··· Data listing ···

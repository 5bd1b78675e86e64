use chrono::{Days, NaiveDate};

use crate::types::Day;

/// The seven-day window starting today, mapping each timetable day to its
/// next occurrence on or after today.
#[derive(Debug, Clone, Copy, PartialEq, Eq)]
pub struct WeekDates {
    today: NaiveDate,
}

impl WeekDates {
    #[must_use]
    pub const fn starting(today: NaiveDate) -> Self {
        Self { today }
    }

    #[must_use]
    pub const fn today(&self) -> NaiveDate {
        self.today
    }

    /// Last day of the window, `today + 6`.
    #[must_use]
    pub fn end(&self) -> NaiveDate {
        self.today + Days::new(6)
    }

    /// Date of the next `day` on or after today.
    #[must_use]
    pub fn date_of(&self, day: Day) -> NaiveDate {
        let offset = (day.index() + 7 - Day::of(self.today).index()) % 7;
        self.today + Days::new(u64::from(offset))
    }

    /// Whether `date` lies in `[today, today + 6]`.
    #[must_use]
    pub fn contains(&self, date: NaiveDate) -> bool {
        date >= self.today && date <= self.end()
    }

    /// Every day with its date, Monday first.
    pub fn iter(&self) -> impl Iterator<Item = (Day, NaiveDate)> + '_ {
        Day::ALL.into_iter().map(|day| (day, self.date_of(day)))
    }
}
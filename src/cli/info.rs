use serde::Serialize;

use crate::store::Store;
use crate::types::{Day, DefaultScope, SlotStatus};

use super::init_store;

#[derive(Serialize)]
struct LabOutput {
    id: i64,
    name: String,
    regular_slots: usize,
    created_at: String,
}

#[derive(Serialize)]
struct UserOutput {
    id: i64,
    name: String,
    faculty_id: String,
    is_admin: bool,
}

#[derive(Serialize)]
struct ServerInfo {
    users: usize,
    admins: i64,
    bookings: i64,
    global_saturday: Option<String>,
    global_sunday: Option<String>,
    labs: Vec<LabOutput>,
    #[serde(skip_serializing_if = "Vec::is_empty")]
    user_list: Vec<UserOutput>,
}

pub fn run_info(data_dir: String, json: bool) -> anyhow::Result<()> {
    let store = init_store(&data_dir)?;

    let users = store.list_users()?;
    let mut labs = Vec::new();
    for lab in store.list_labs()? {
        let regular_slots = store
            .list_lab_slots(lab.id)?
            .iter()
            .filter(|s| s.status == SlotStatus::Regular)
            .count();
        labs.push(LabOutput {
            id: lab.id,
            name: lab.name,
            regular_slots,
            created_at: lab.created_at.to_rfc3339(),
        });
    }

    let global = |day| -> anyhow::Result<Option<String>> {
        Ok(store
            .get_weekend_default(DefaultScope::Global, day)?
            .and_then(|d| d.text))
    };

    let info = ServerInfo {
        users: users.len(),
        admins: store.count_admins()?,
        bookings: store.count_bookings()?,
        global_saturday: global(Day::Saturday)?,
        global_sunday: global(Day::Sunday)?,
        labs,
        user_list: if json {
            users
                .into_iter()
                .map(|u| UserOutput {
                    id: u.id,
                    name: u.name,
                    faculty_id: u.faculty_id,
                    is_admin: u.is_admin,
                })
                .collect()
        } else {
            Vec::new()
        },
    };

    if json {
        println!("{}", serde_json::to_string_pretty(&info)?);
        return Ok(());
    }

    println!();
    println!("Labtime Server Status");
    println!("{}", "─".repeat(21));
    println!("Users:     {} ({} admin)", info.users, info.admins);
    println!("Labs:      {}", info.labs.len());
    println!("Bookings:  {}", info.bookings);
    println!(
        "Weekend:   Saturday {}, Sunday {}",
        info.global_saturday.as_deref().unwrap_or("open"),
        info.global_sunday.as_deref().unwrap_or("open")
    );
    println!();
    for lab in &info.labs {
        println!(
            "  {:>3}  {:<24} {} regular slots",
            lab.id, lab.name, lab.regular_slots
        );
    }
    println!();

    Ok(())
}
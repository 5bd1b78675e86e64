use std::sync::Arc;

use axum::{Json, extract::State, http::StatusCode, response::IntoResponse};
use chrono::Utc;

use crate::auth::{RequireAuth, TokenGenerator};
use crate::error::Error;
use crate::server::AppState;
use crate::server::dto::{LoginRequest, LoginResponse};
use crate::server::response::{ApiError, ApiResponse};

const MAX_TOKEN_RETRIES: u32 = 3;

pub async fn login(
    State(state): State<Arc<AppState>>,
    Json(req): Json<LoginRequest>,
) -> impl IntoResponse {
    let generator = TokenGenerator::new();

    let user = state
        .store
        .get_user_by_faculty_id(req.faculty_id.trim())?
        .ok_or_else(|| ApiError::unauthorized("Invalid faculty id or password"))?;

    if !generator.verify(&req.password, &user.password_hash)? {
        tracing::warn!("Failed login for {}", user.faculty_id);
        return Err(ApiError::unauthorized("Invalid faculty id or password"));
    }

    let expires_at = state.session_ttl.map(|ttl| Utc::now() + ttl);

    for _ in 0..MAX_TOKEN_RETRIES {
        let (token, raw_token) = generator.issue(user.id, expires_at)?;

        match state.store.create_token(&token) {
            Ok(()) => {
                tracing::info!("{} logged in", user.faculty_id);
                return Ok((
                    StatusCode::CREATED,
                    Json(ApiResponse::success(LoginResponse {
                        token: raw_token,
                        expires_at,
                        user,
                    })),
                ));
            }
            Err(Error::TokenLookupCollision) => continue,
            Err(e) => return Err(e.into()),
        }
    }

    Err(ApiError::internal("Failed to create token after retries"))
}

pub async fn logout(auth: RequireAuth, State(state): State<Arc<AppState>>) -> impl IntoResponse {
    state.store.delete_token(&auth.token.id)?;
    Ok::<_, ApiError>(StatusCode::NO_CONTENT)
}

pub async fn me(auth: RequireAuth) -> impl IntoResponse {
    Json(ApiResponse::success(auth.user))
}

···
··· Data listing ···

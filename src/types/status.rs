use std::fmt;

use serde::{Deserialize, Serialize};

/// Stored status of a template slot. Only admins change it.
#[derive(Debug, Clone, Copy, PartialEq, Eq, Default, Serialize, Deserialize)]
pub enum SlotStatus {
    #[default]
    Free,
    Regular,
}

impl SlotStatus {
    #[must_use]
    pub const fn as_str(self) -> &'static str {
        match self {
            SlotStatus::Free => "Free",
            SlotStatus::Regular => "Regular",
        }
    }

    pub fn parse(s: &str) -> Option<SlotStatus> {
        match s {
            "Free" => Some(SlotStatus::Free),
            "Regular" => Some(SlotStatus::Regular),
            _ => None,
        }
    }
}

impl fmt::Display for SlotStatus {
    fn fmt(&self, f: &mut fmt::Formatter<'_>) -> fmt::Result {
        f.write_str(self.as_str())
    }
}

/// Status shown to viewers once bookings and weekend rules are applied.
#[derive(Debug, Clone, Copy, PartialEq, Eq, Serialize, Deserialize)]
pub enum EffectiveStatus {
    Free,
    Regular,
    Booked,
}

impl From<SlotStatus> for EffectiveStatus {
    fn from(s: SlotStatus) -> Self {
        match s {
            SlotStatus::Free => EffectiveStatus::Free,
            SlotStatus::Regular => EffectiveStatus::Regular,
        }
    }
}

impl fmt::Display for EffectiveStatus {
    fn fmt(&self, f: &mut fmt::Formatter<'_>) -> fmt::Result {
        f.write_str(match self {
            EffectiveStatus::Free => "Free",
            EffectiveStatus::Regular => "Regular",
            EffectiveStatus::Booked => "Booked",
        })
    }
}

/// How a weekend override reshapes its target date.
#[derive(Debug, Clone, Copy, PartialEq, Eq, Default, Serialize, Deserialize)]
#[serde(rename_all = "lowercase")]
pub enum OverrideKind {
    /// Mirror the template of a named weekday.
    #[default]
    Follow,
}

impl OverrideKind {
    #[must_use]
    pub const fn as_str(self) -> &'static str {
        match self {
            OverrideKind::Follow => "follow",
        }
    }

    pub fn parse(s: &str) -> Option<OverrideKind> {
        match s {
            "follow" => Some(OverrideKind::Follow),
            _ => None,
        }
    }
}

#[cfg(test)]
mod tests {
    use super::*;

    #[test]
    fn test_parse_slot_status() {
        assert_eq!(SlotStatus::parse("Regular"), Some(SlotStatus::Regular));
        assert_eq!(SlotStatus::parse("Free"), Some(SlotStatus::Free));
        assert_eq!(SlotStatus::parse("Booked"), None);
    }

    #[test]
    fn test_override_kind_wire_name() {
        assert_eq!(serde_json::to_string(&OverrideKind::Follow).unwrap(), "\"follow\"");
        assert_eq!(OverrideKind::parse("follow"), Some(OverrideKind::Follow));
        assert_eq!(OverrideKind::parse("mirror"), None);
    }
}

···
··· Data listing ···

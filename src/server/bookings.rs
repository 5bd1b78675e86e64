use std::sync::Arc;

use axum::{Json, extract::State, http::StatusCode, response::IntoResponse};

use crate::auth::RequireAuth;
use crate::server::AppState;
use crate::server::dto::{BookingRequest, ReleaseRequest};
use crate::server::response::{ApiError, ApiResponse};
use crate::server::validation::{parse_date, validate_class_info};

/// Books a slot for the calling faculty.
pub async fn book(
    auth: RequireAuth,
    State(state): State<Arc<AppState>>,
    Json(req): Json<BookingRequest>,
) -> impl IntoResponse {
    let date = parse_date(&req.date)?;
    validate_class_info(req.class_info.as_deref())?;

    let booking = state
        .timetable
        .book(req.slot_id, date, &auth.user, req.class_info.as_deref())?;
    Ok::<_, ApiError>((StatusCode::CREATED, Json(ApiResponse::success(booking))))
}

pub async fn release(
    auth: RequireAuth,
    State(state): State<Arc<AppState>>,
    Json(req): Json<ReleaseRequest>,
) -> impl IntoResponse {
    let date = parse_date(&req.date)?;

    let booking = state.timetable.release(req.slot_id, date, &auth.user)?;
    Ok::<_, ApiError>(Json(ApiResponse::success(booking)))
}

···

— Aim of the task —
Which lines above contain the word "enum"? Copy each of them.

— Written solution —
pub enum SlotStatus {
pub enum EffectiveStatus {
pub enum OverrideKind {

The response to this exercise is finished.